Entre Saint Cyprian School et Houtbay, le fossé est grand, les enjeux de l’école sont totalement différents. D’un côté, on éduque pour permettre aux élèves de marcher dans la trace de leurs aînés, dans l’autre on ouvre les portes vers un avenir plus sûr. Les deux se rejoignent pourtant, dans le souci de construire une véritable nation arc en ciel, de faire évoluer le pays vers une stabilité économique et politique. A St Cyprian School, on apprend aussi l’ouverture et la tolérance. Les deux écoles participent à un programme mondial autour du développement durable, une collaboration sur le thème de l’arbre.

Les deux écoles reflètent la diversité de l’Afrique du Sud : un pays africain marqué par la main mise afrikaner.
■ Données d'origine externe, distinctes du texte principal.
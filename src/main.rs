//! City Runner entry point
//!
//! Headless native driver: loads settings and the save record, then runs the
//! app on a fixed-step clock with a scripted pilot standing in for a player.

#[cfg(not(target_arch = "wasm32"))]
mod native {
    use std::path::PathBuf;
    use std::thread;
    use std::time::{Instant, SystemTime, UNIX_EPOCH};

    use city_runner::audio::AudioManager;
    use city_runner::economy::EconomyStore;
    use city_runner::platform::{FixedClock, FrameInput, Intent};
    use city_runner::renderer::{LogRenderer, Renderer};
    use city_runner::settings::{DEFAULT_SETTINGS_PATH, Settings};
    use city_runner::{App, Screen};

    /// Presses the buttons a player would between runs
    struct DemoPilot {
        runs_wanted: u32,
        runs_finished: u32,
        last_screen: Screen,
    }

    impl DemoPilot {
        fn new(runs_wanted: u32) -> Self {
            Self {
                runs_wanted: runs_wanted.max(1),
                runs_finished: 0,
                last_screen: Screen::Menu,
            }
        }

        fn input_for(&mut self, screen: Screen) -> FrameInput {
            if screen != self.last_screen {
                if matches!(screen, Screen::GameOver | Screen::HighScoreCelebration)
                    && self.last_screen == Screen::Playing
                {
                    self.runs_finished += 1;
                    log::info!("Demo run {}/{} finished", self.runs_finished, self.runs_wanted);
                }
                self.last_screen = screen;
            }

            match screen {
                Screen::Menu => Intent::Confirm.into(),
                Screen::HighScoreCelebration => Intent::Confirm.into(),
                Screen::GameOver if self.runs_finished < self.runs_wanted => Intent::Jump.into(),
                Screen::GameOver => Intent::Quit.into(),
                _ => FrameInput::new(),
            }
        }
    }

    fn clock_seed() -> u64 {
        SystemTime::now()
            .duration_since(UNIX_EPOCH)
            .map(|d| d.as_nanos() as u64)
            .unwrap_or(0)
    }

    pub fn run() {
        env_logger::Builder::from_env(env_logger::Env::default().default_filter_or("info")).init();
        log::info!("City Runner (native) starting...");

        let settings_path = std::env::args()
            .nth(1)
            .map(PathBuf::from)
            .unwrap_or_else(|| PathBuf::from(DEFAULT_SETTINGS_PATH));
        let settings = Settings::load(&settings_path);
        let seed = settings.seed.unwrap_or_else(clock_seed);
        log::info!("Seed: {}", seed);

        let economy = EconomyStore::load(&settings.save_path);
        let audio = AudioManager::from_settings(&settings);
        let mut app = App::new(economy, audio, seed).with_autopilot(settings.autopilot);

        let mut pilot = DemoPilot::new(settings.demo_runs);
        let mut renderer = LogRenderer::default();
        let mut clock = FixedClock::new(settings.tick_rate_hz);
        let mut frames: u64 = 0;
        let mut last_time = Instant::now();

        while !app.is_finished() {
            let now = Instant::now();
            let due = clock.advance(now - last_time);
            last_time = now;

            for _ in 0..due {
                let input = pilot.input_for(app.screen());
                app.update(&input);
                frames += 1;

                if let Err(e) = renderer.render(&app.snapshot()) {
                    log::warn!("Render failed: {}", e);
                }

                if settings.max_frames.is_some_and(|max| frames >= max) {
                    log::info!("Frame limit reached");
                    app.quit();
                }
                if app.is_finished() {
                    break;
                }
            }

            thread::sleep(clock.until_next());
        }

        let economy = app.economy();
        log::info!(
            "Exiting after {} frames: high score {}, {} coins",
            frames,
            economy.high_score(),
            economy.coins()
        );
        if let Some(path) = economy.path() {
            log::info!("Economy saved to {}", path.display());
        }
    }
}

#[cfg(not(target_arch = "wasm32"))]
fn main() {
    native::run();
}

#[cfg(target_arch = "wasm32")]
fn main() {
    // The wasm build only uses the library
}
//! Renderer contract
//!
//! The core hands a read-only `Snapshot` of post-update state to whatever
//! draws the frame. Drawing itself is not part of this crate; the renderers
//! here are headless (logging and JSON lines) for the native driver and
//! for tooling.

use std::io::{self, Write};

use serde::Serialize;

use crate::app::Screen;
use crate::economy::RunResult;
use crate::sim::{CharacterKind, CityTheme, Cloud, Coin, Obstacle, Runner};

/// Cursor-driven list screen (menu, city select, pause, game over)
#[derive(Debug, Clone, Serialize)]
pub struct MenuView {
    pub items: Vec<&'static str>,
    pub cursor: usize,
}

/// One row of the character shop
#[derive(Debug, Clone, Serialize)]
pub struct ShopEntry {
    pub kind: CharacterKind,
    pub name: &'static str,
    pub description: &'static str,
    pub cost: u64,
    pub owned: bool,
    pub equipped: bool,
}

#[derive(Debug, Clone, Serialize)]
pub struct ShopView {
    pub entries: Vec<ShopEntry>,
    pub cursor: usize,
    /// Last rejected action, shown until the next shop input
    pub notice: Option<String>,
}

/// Everything visible during a run
#[derive(Debug, Clone, Serialize)]
pub struct RunView<'a> {
    pub runner: &'a Runner,
    pub obstacles: &'a [Obstacle],
    pub coins: &'a [Coin],
    pub clouds: &'a [Cloud],
    pub score: u64,
    pub coins_collected: u64,
    pub time_ticks: u64,
}

/// State of one frame, as seen by a renderer
#[derive(Debug, Clone, Serialize)]
pub struct Snapshot<'a> {
    pub screen: Screen,
    pub theme: CityTheme,
    pub high_score: u64,
    pub total_coins: u64,
    pub equipped: CharacterKind,
    pub menu: Option<MenuView>,
    pub shop: Option<ShopView>,
    /// Present while a run exists (playing, paused, and the screens after it)
    pub run: Option<RunView<'a>>,
    /// Present after a run has been banked
    pub result: Option<RunResult>,
}

/// Produces one frame from a snapshot
pub trait Renderer {
    fn render(&mut self, snapshot: &Snapshot<'_>) -> io::Result<()>;
}

/// Logs screen changes and a periodic HUD line
#[derive(Debug)]
pub struct LogRenderer {
    last_screen: Option<Screen>,
    frame: u64,
    hud_interval: u64,
}

impl LogRenderer {
    pub fn new(hud_interval: u64) -> Self {
        Self {
            last_screen: None,
            frame: 0,
            hud_interval: hud_interval.max(1),
        }
    }
}

impl Default for LogRenderer {
    fn default() -> Self {
        Self::new(60)
    }
}

impl Renderer for LogRenderer {
    fn render(&mut self, snapshot: &Snapshot<'_>) -> io::Result<()> {
        self.frame += 1;

        if self.last_screen != Some(snapshot.screen) {
            self.last_screen = Some(snapshot.screen);
            log::info!("[{}] {:?}", snapshot.theme.display_name(), snapshot.screen);
            if let Some(result) = &snapshot.result {
                if matches!(snapshot.screen, Screen::GameOver | Screen::HighScoreCelebration) {
                    log::info!(
                        "Score {} | coins +{} (total {}) | high score {}{}",
                        result.score,
                        result.coins_collected,
                        result.total_coins,
                        snapshot.high_score,
                        if result.new_high_score { " NEW!" } else { "" }
                    );
                }
            }
        }

        if snapshot.screen == Screen::Playing && self.frame % self.hud_interval == 0 {
            if let Some(run) = &snapshot.run {
                log::debug!(
                    "t={} score={} coins={} obstacles={} y={:.1}{}",
                    run.time_ticks,
                    run.score,
                    run.coins_collected,
                    run.obstacles.len(),
                    run.runner.pos.y,
                    if run.runner.shield_active { " SHIELD" } else { "" }
                );
            }
        }

        Ok(())
    }
}

/// Writes one JSON object per frame
#[derive(Debug)]
pub struct JsonRenderer<W: Write> {
    out: W,
}

impl<W: Write> JsonRenderer<W> {
    pub fn new(out: W) -> Self {
        Self { out }
    }

    pub fn into_inner(self) -> W {
        self.out
    }
}

impl<W: Write> Renderer for JsonRenderer<W> {
    fn render(&mut self, snapshot: &Snapshot<'_>) -> io::Result<()> {
        serde_json::to_writer(&mut self.out, snapshot)?;
        self.out.write_all(b"\n")
    }
}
La population Sud Africaine est composée d’environ 50 millions de personnes parmi lesquelles 10% de blancs, 80% de noirs, 8% de métis et 2 % d’asiatiques. Le chômage atteint 25% de la population, certains l’estiment à environ 40%. Le pouvoir économique est encore fortement blanc bien que les choses évoluent là aussi. Et c’est sur l’éducation que la nation compte pour que l’équilibre s’instaure et favorise l’émergence d’une économie prospère pour tous.